Today, simulation is used by automotive engineering teams to design lightweight vehicle bodies that fulfill vehicle safety regulations and perform well in consumer testing. Legislation is rapidly evolving for the growing electric vehicle (EV) market, not least to account for the additional battery safety requirements. One of the most important safety considerations is the need to avoid internal short circuits (SCs) in the battery cell due to internal damage that can occur during a crash scenario. Such SCs represent a significant fire hazard. Assessing SC risk in crash simulation at the vehicle level is a complex task as it involves phenomena at different scales. During the impact, the vehicle deforms on a macroscale level, whereas the battery cells deform locally, damaging the extremely thin separator foil which leads finally to a SC. To evaluate accurately the SC risk, it is therefore necessary to consider the behaviour on the (local) meso-scale. Integrating the meso-scale cell description in crash simulations is unfeasible due to the model size leading to a highly decreased stable timestep imposed by the explicit time discretisation. To account for the localised behaviour, a novel combination of reduced-order modeling (ROM) techniques and machine learning (ML) methods are used to bridge the diverse length scales in such simulations.
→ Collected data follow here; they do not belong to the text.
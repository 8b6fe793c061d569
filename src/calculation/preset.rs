//! Onboarding presets.
//!
//! Maps a few onboarding answers (tenure, shift pattern, current balances)
//! to a starter set of categories: shift-linked UPT, weekly Flex PTO with a
//! yearly cap and January grant, and tenure-based standard PTO.

use chrono::{Datelike, NaiveDate};
use rust_decimal::Decimal;
use serde::{Deserialize, Serialize};
use tracing::info;

use crate::config::PresetConfig;
use crate::error::{EngineError, EngineResult};
use crate::models::{AccrualFrequency, CategoryConfig, ShiftAccrual};

use super::shift_accrual::shift_accrual_amount;

/// Onboarding answers used to build the starter categories.
#[derive(Debug, Clone, PartialEq, Eq, Serialize, Deserialize)]
pub struct PresetParams {
    /// Completed years of service.
    pub tenure_years: u32,
    /// Typical shift length in hours.
    pub shift_length_hours: Decimal,
    /// Typical number of shifts per week.
    pub shifts_per_week: u32,
    /// Current UPT balance, if known.
    #[serde(default)]
    pub current_upt: Option<Decimal>,
    /// Current Flex PTO balance, if known.
    #[serde(default)]
    pub current_flex: Option<Decimal>,
    /// Flex hours already accrued this year, if known.
    #[serde(default)]
    pub current_flex_ytd: Option<Decimal>,
    /// Current standard PTO balance, if known.
    #[serde(default)]
    pub current_std: Option<Decimal>,
    /// The date the categories start accruing.
    pub start_date: NaiveDate,
}

impl PresetParams {
    /// Creates parameters with no known balances.
    pub fn new(
        tenure_years: u32,
        shift_length_hours: Decimal,
        shifts_per_week: u32,
        start_date: NaiveDate,
    ) -> Self {
        Self {
            tenure_years,
            shift_length_hours,
            shifts_per_week,
            current_upt: None,
            current_flex: None,
            current_flex_ytd: None,
            current_std: None,
            start_date,
        }
    }
}

/// Builds the starter categories, in the order UPT, Flex PTO, standard PTO.
///
/// # Errors
///
/// `MissingConfig` if no tenure bracket applies to `tenure_years`.
///
/// # Example
///
/// ```
/// use pto_engine::calculation::{PresetParams, preset};
/// use pto_engine::config::PresetConfig;
/// use chrono::NaiveDate;
/// use rust_decimal::Decimal;
///
/// let start = NaiveDate::from_ymd_opt(2024, 1, 1).unwrap();
/// let params = PresetParams::new(0, Decimal::new(10, 0), 4, start);
/// let categories = preset(&params, &PresetConfig::default()).unwrap();
///
/// assert_eq!(categories.len(), 3);
/// assert_eq!(categories[1].accrual_rate, Decimal::new(185, 2));
/// ```
pub fn preset(params: &PresetParams, config: &PresetConfig) -> EngineResult<Vec<CategoryConfig>> {
    let upt = &config.upt;
    let flex = &config.flex;
    let standard = &config.standard;

    let bracket = standard
        .bracket_for(params.tenure_years)
        .ok_or_else(|| EngineError::MissingConfig {
            category: standard.name.clone(),
            field: format!("brackets (tenure {})", params.tenure_years),
        })?;

    let upt_category = CategoryConfig {
        start_date: Some(params.start_date),
        starting_balance: params.current_upt.unwrap_or(Decimal::ZERO),
        max_balance: Some(upt.max_balance),
        shift_accrual: Some(ShiftAccrual {
            minutes_per_hour: upt.minutes_per_hour,
        }),
        ..CategoryConfig::new(upt.name.clone())
    };

    let flex_category = CategoryConfig {
        accrual_rate: flex.accrual_rate,
        accrual_frequency: Some(AccrualFrequency::Weekly),
        start_date: Some(params.start_date),
        starting_balance: params.current_flex.unwrap_or(flex.annual_grant_amount),
        max_balance: Some(flex.max_balance),
        yearly_accrual_cap: Some(flex.yearly_accrual_cap),
        annual_grant_amount: Some(flex.annual_grant_amount),
        accrued_ytd: params
            .current_flex_ytd
            .unwrap_or_else(|| estimated_flex_ytd(params.start_date, config)),
        skip_grant_week: true,
        ..CategoryConfig::new(flex.name.clone())
    };

    let standard_category = CategoryConfig {
        accrual_rate: bracket.accrual_rate,
        accrual_frequency: Some(AccrualFrequency::Weekly),
        start_date: Some(params.start_date),
        starting_balance: params.current_std.unwrap_or(Decimal::ZERO),
        max_balance: Some(bracket.max_balance),
        ..CategoryConfig::new(standard.name.clone())
    };

    info!(
        tenure_years = params.tenure_years,
        start_date = %params.start_date,
        standard_rate = %bracket.accrual_rate,
        flex_accrued_ytd = %flex_category.accrued_ytd,
        "Generated preset categories"
    );

    Ok(vec![upt_category, flex_category, standard_category])
}

/// Estimates the UPT hours earned per week from the shift pattern.
///
/// # Example
///
/// ```
/// use pto_engine::calculation::{PresetParams, estimated_weekly_upt};
/// use pto_engine::config::PresetConfig;
/// use chrono::NaiveDate;
/// use rust_decimal::Decimal;
///
/// let start = NaiveDate::from_ymd_opt(2024, 1, 1).unwrap();
/// let params = PresetParams::new(0, Decimal::new(12, 0), 3, start);
///
/// // 36 hours at 5 minutes per hour
/// assert_eq!(estimated_weekly_upt(&params, &PresetConfig::default()), Decimal::new(3, 0));
/// ```
pub fn estimated_weekly_upt(params: &PresetParams, config: &PresetConfig) -> Decimal {
    let weekly_hours = params.shift_length_hours * Decimal::from(params.shifts_per_week);
    shift_accrual_amount(weekly_hours, config.upt.minutes_per_hour)
}

/// Flex hours accrued before `start_date` in its year: whole weeks since
/// January 1st at the weekly rate, up to the yearly cap.
fn estimated_flex_ytd(start_date: NaiveDate, config: &PresetConfig) -> Decimal {
    let year_start = start_date.with_ordinal(1).unwrap_or(start_date);
    let weeks = (start_date - year_start).num_days() / 7;
    let estimate = Decimal::from(weeks) * config.flex.accrual_rate;
    estimate.min(config.flex.yearly_accrual_cap)
}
Realistic boundary conditions on the cell level are obtained from standard EV crash simulations and cascaded down to the cells. A first application of ROM using the sparse proper generalised decomposition yields an enriched set of boundary conditions that can be applied to the cell model. Another ROM technique, incremental dynamic mode decomposition, that is well-adapted to treating large numbers of parameters, is applied to compute an equivalent stiffness of a representative macro-cell. Finally, the SC risk is evaluated by using ML which links the SC of the meso-cell to the macro-cell mechanical behaviour.